¿QUIÉN HA GANADO LAS ELECCIONES?
Ramón Utrera
Parece una pregunta con una
respuesta obvia, pero sólo lo parece. El espectáculo mediático habitual que se
monta en todos los países en torno a los procesos electorales se suele cerrar
al final de los comicios con el anuncio de los resultados y el titular de las
noticias de que la opción política que ha sacado más votos es la triunfadora.
Sin embargo, a menudo ese resultado no conlleva que la ganadora sea la
encargada de formar gobierno. Las aritméticas parlamentarias acaban alumbrando
gobiernos formados por fuerzas que no ganaron las elecciones. Cuando esto se
produce es frecuente ver a los partidos “ganadores” reclamar, con escasa
convicción, su derecho a gobernar insinuando que se está defraudando la
voluntad de la mayoría. Es verdad que ni estos partidos ni los medios están
mintiendo exactamente, simplemente no están diciendo toda la verdad; y lo que
es peor, lo hacen conscientemente. Es decir, la espiral de malentendidos lleva
a una deliberada comprensión falsa del resultado electoral y a algunas
frustraciones.
El error comienza con entender
que los procesos electorales funcionan como una competición deportiva: El que
saca la mejor marca se lleva la medalla, aunque sea por una mínima ventaja. A
diferencia de los países con sistemas presidencialistas, en los que funcionan
con sistemas parlamentarios las elecciones generales no son un sistema de
adjudicación del poder ejecutivo con carta blanca para hacer lo que se quiera
hasta las próximas elecciones; sino un sistema para elegir a los representantes
políticos que elaborarán las leyes que han de regir la convivencia, y que nombrarán
y controlarán al gobierno que dirigirá la política diaria del país, con derecho
de revocación. Todas las opciones políticas participan en la elaboración de las
leyes, e influyen y controlan la labor del gobierno. Esto es lo que se dice en la
Constitución, la que hemos votado, aunque a menudo lo olvida gran parte de la
ciudadanía y de las propias élites políticas. Por tanto, todos los
participantes en la “competición política” participan después en la práctica
parlamentaria legislativa y de control gubernamental, y en algo muy importante,
en la transmisión parlamentaria de la sensibilidad y voluntad popular que les
ha votado, independientemente de si su “marca electoral” ha sido mayor o menor.

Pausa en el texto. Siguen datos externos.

//! CloudTrail trails.

use std::collections::BTreeMap;

use serde_json::{Map, Value};

use baseline_contracts::{api::ApiError, state::ResourceSnapshot, state::StateDiff};

use super::{desired_bool, put_if, required_str, tag_list, tags_from_list, Args, AwsCliAccount};

pub(super) async fn describe(cli: &AwsCliAccount, name: &str) -> Result<Option<ResourceSnapshot>, ApiError> {
    let listed = cli
        .call("cloudtrail", "describe-trails", Args::new().opt("--trail-name-list", name))
        .await?;
    let Some(trail) = listed["trailList"]
        .as_array()
        .and_then(|trails| trails.iter().find(|t| t["Name"].as_str() == Some(name)))
    else {
        return Ok(None);
    };
    let arn = trail["TrailARN"].as_str().unwrap_or(name).to_string();

    let mut attributes = Map::new();
    put_if(&mut attributes, "bucket", trail.get("S3BucketName").cloned());
    put_if(&mut attributes, "multi_region", trail.get("IsMultiRegionTrail").cloned());
    put_if(&mut attributes, "log_file_validation", trail.get("LogFileValidationEnabled").cloned());
    put_if(&mut attributes, "include_global_events", trail.get("IncludeGlobalServiceEvents").cloned());

    let status = cli.call("cloudtrail", "get-trail-status", Args::new().opt("--name", &arn)).await?;
    put_if(&mut attributes, "logging", status.get("IsLogging").cloned());

    let tagged = cli
        .call("cloudtrail", "list-tags", Args::new().opt("--resource-id-list", &arn))
        .await?;
    let tags = tags_from_list(&tagged["ResourceTagList"][0]["TagsList"]);

    Ok(Some(ResourceSnapshot { attributes: Value::Object(attributes), tags }))
}

/// The `create-trail`/`update-trail` flags for the desired settings present.
fn settings(mut args: Args, desired: &Value) -> Args {
    if let Some(on) = desired_bool(desired, "multi_region") {
        args = args.toggle("is-multi-region-trail", on);
    }
    if let Some(on) = desired_bool(desired, "log_file_validation") {
        args = args.toggle("enable-log-file-validation", on);
    }
    if let Some(on) = desired_bool(desired, "include_global_events") {
        args = args.toggle("include-global-service-events", on);
    }
    args
}

async fn set_logging(cli: &AwsCliAccount, name: &str, on: bool) -> Result<(), ApiError> {
    let operation = if on { "start-logging" } else { "stop-logging" };
    cli.call("cloudtrail", operation, Args::new().opt("--name", name)).await?;
    Ok(())
}

pub(super) async fn create(
    cli: &AwsCliAccount,
    name: &str,
    desired: &Value,
    tags: &BTreeMap<String, String>,
) -> Result<(), ApiError> {
    let args = Args::new()
        .opt("--name", name)
        .opt("--s3-bucket-name", required_str(desired, "bucket")?)
        .json("--tags-list", &tag_list(tags));
    cli.call("cloudtrail", "create-trail", settings(args, desired)).await?;

    // A new trail does not log until told to.
    if desired_bool(desired, "logging").unwrap_or(true) {
        set_logging(cli, name, true).await?;
    }
    Ok(())
}

pub(super) async fn update(
    cli: &AwsCliAccount,
    name: &str,
    desired: &Value,
    diff: &StateDiff,
) -> Result<(), ApiError> {
    let changed = diff.attributes();
    if changed.iter().any(|a| *a != "logging") {
        let mut args = Args::new().opt("--name", name);
        if changed.contains(&"bucket") {
            args = args.opt("--s3-bucket-name", required_str(desired, "bucket")?);
        }
        cli.call("cloudtrail", "update-trail", settings(args, desired)).await?;
    }
    if changed.contains(&"logging") {
        set_logging(cli, name, desired_bool(desired, "logging").unwrap_or(true)).await?;
    }
    Ok(())
}

pub(super) async fn delete(cli: &AwsCliAccount, name: &str) -> Result<(), ApiError> {
    cli.call("cloudtrail", "delete-trail", Args::new().opt("--name", name)).await?;
    Ok(())
}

Otra cosa es que a la hora de las votaciones el peso de su influencia se ajusta
a los escaños obtenidos.
Sin duda alguna el mayor de los “errores”
de los partidos ganadores y de los medios de nuestro país es leer los
resultados electorales como si nuestro sistema electoral fuera de carácter
mayoritario y no proporcional como dice claramente la Constitución (art. 68,
ap. 3). En un sistema electoral mayoritario el partido que saca más votos en un
distrito se lleva el único diputado que se elige por ese distrito, y el que
gana en más distritos es el que se lleva más diputados. En un sistema electoral
proporcional en cada distrito se eligen varios diputados, y estos se adjudican
en función de los votos obtenidos por cada una de las opciones que se
presentan. Normalmente no hay relación entre el que gana en más distritos, o el
que recibe más votos en total o incluso el que saca más diputados con el que o
los que luego gobernarán. Porque en un sistema proporcional la opción que
gobierna es la que logra el apoyo de más diputados de la cámara, aunque a veces
para lograr esa mayoría necesite gobernar en coalición. Por tanto, ser la
minoría más votada, que es lo que normalmente suele darse, es irrelevante
porque después ni conseguirá aprobar sus proyectos de ley ni logrará apoyos suficientes
para gobernar. Eso no deslegitima ni al Gobierno ni al sistema que hemos votado,
como intenta intoxicar a menudo populistamente la opción minoritaria que ha
sacado más votos, porque democráticamente gobernará y aprobará sus leyes la
suma de opciones que consiga una mayoría simple. Es verdad que hay otras
opciones intermedias y con variantes, pero el punto básico de partida teórico
son las dos opciones que acabamos de describir.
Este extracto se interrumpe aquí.